Listed records -
★ ★ ★ ★

//! Syncboard - clipboard to WebDAV synchronization server
//!
//! This is the main entry point for the syncboard daemon.

use std::path::PathBuf;
use std::sync::Arc;

use anyhow::{Context, Result};
use clap::Parser;
use tracing::{info, warn};
use tracing_subscriber::{layer::SubscriberExt, util::SubscriberInitExt};

use syncboard::cli::Cli;
use syncboard::clipboard::ClipboardAccessor;
use syncboard::config::{self, SyncConfig};
use syncboard::remote::{RemoteStore, WebDavStore};
use syncboard::server::{self, AppState};
use syncboard::sync::SyncManager;

#[tokio::main]
async fn main() -> Result<()> {
    let cli = Cli::parse();

    // Initialize logging
    let log_level = if cli.verbose { "debug" } else { "info" };
    tracing_subscriber::registry()
        .with(
            tracing_subscriber::EnvFilter::try_from_default_env()
                .unwrap_or_else(|_| format!("syncboard={}", log_level).into()),
        )
        .with(tracing_subscriber::fmt::layer())
        .init();

    info!("Syncboard v{}", env!("CARGO_PKG_VERSION"));

    let config_path = cli.config.unwrap_or_else(config::default_path);
    if let Some(parent) = config_path.parent() {
        std::fs::create_dir_all(parent)
            .with_context(|| format!("failed to create config directory {:?}", parent))?;
    }

    let cfg = match SyncConfig::load(&config_path) {
        Ok(cfg) => cfg,
        Err(e) => {
            warn!("failed to load config, using defaults: {e}");
            let cfg = SyncConfig::default();
            if let Err(e) = cfg.save(&config_path) {
                warn!("failed to persist default config: {e}");
            }
            cfg
        }
    };

    let accessor = Arc::new(ClipboardAccessor::android());

    let remote: Option<Arc<dyn RemoteStore>> = if cfg.webdav_url.is_empty() {
        None
    } else {
        match WebDavStore::new(&cfg.webdav_url, &cfg.webdav_username, &cfg.webdav_password) {
            Ok(store) => {
                info!("WebDAV store initialized");
                let store = Arc::new(store);
                let probe = Arc::clone(&store);
                tokio::spawn(async move {
                    if let Err(e) = probe.test_connection().await {
                        warn!("WebDAV connection test failed: {e}");
                    }
                });
                Some(store)
            }
            Err(e) => {
                warn!("failed to initialize WebDAV store: {e}");
                None
            }
        }
    };

    let manager = Arc::new(SyncManager::new(cfg.clone(), remote, Arc::clone(&accessor)));
    if cfg.enabled {
        manager.start().await;
    }

    let webui_dir = cli.webui.unwrap_or_else(|| {
        config_path
            .parent()
            .map(|dir| dir.join("webui"))
            .unwrap_or_else(|| PathBuf::from("webui"))
    });

    let state = AppState::new(Arc::clone(&manager), accessor, config_path.clone());
    let routes = server::routes(state, webui_dir.clone());

    let shutdown_manager = Arc::clone(&manager);
    let (addr, serving) = warp::serve(routes)
        .try_bind_with_graceful_shutdown(([0, 0, 0, 0], cli.port), async move {
            shutdown_signal().await;
            info!("shutting down");
            shutdown_manager.stop().await;
        })
        .with_context(|| format!("failed to bind port {}", cli.port))?;

    info!("listening on http://{addr}");
    info!("config: {:?}", config_path);
    info!("webui: {:?}", webui_dir);
    info!("auto-sync: {}", cfg.enabled);

    serving.await;

    Ok(())
}

/// Resolve on SIGTERM or Ctrl-C
async fn shutdown_signal() {
    use tokio::signal::unix::{signal, SignalKind};

    let mut sigterm = signal(SignalKind::terminate()).expect("failed to install SIGTERM handler");

    tokio::select! {
        _ = sigterm.recv() => {}
        _ = tokio::signal::ctrl_c() => {}
    }
}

★ ★ ★ ★

Assignment - Give back the material above in its entirety, with every word intact.

Written answer -
//! Syncboard - clipboard to WebDAV synchronization server
//!
//! This is the main entry point for the syncboard daemon.

use std::path::PathBuf;
use std::sync::Arc;

use anyhow::{Context, Result};
use clap::Parser;
use tracing::{info, warn};
use tracing_subscriber::{layer::SubscriberExt, util::SubscriberInitExt};

use syncboard::cli::Cli;
use syncboard::clipboard::ClipboardAccessor;
use syncboard::config::{self, SyncConfig};
use syncboard::remote::{RemoteStore, WebDavStore};
use syncboard::server::{self, AppState};
use syncboard::sync::SyncManager;

#[tokio::main]
async fn main() -> Result<()> {
    let cli = Cli::parse();

    // Initialize logging
    let log_level = if cli.verbose { "debug" } else { "info" };
    tracing_subscriber::registry()
        .with(
            tracing_subscriber::EnvFilter::try_from_default_env()
                .unwrap_or_else(|_| format!("syncboard={}", log_level).into()),
        )
        .with(tracing_subscriber::fmt::layer())
        .init();

    info!("Syncboard v{}", env!("CARGO_PKG_VERSION"));

    let config_path = cli.config.unwrap_or_else(config::default_path);
    if let Some(parent) = config_path.parent() {
        std::fs::create_dir_all(parent)
            .with_context(|| format!("failed to create config directory {:?}", parent))?;
    }

    let cfg = match SyncConfig::load(&config_path) {
        Ok(cfg) => cfg,
        Err(e) => {
            warn!("failed to load config, using defaults: {e}");
            let cfg = SyncConfig::default();
            if let Err(e) = cfg.save(&config_path) {
                warn!("failed to persist default config: {e}");
            }
            cfg
        }
    };

    let accessor = Arc::new(ClipboardAccessor::android());

    let remote: Option<Arc<dyn RemoteStore>> = if cfg.webdav_url.is_empty() {
        None
    } else {
        match WebDavStore::new(&cfg.webdav_url, &cfg.webdav_username, &cfg.webdav_password) {
            Ok(store) => {
                info!("WebDAV store initialized");
                let store = Arc::new(store);
                let probe = Arc::clone(&store);
                tokio::spawn(async move {
                    if let Err(e) = probe.test_connection().await {
                        warn!("WebDAV connection test failed: {e}");
                    }
                });
                Some(store)
            }
            Err(e) => {
                warn!("failed to initialize WebDAV store: {e}");
                None
            }
        }
    };

    let manager = Arc::new(SyncManager::new(cfg.clone(), remote, Arc::clone(&accessor)));
    if cfg.enabled {
        manager.start().await;
    }

    let webui_dir = cli.webui.unwrap_or_else(|| {
        config_path
            .parent()
            .map(|dir| dir.join("webui"))
            .unwrap_or_else(|| PathBuf::from("webui"))
    });

    let state = AppState::new(Arc::clone(&manager), accessor, config_path.clone());
    let routes = server::routes(state, webui_dir.clone());

    let shutdown_manager = Arc::clone(&manager);
    let (addr, serving) = warp::serve(routes)
        .try_bind_with_graceful_shutdown(([0, 0, 0, 0], cli.port), async move {
            shutdown_signal().await;
            info!("shutting down");
            shutdown_manager.stop().await;
        })
        .with_context(|| format!("failed to bind port {}", cli.port))?;

    info!("listening on http://{addr}");
    info!("config: {:?}", config_path);
    info!("webui: {:?}", webui_dir);
    info!("auto-sync: {}", cfg.enabled);

    serving.await;

    Ok(())
}

/// Resolve on SIGTERM or Ctrl-C
async fn shutdown_signal() {
    use tokio::signal::unix::{signal, SignalKind};

    let mut sigterm = signal(SignalKind::terminate()).expect("failed to install SIGTERM handler");

    tokio::select! {
        _ = sigterm.recv() => {}
        _ = tokio::signal::ctrl_c() => {}
    }
}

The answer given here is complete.